Prompt:
Every record here needs to be retyped exactly.

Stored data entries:
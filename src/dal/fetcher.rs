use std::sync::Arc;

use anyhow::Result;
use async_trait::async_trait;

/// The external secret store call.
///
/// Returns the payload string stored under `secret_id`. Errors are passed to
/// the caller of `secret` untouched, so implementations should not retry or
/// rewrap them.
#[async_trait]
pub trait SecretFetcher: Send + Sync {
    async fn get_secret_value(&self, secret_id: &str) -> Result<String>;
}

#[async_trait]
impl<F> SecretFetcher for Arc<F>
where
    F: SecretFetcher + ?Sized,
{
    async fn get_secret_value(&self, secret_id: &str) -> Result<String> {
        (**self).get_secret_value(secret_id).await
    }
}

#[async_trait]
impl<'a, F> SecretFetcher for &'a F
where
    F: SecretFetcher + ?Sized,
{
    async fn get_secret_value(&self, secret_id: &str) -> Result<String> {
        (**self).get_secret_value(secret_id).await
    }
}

Solution for this exercise:
filename src/dal/fetcher.rs
use std::sync::Arc;

use anyhow::Result;
use async_trait::async_trait;

/// The external secret store call.
///
/// Returns the payload string stored under `secret_id`. Errors are passed to
/// the caller of `secret` untouched, so implementations should not retry or
/// rewrap them.
#[async_trait]
pub trait SecretFetcher: Send + Sync {
    async fn get_secret_value(&self, secret_id: &str) -> Result<String>;
}

#[async_trait]
impl<F> SecretFetcher for Arc<F>
where
    F: SecretFetcher + ?Sized,
{
    async fn get_secret_value(&self, secret_id: &str) -> Result<String> {
        (**self).get_secret_value(secret_id).await
    }
}

#[async_trait]
impl<'a, F> SecretFetcher for &'a F
where
    F: SecretFetcher + ?Sized,
{
    async fn get_secret_value(&self, secret_id: &str) -> Result<String> {
        (**self).get_secret_value(secret_id).await
    }
}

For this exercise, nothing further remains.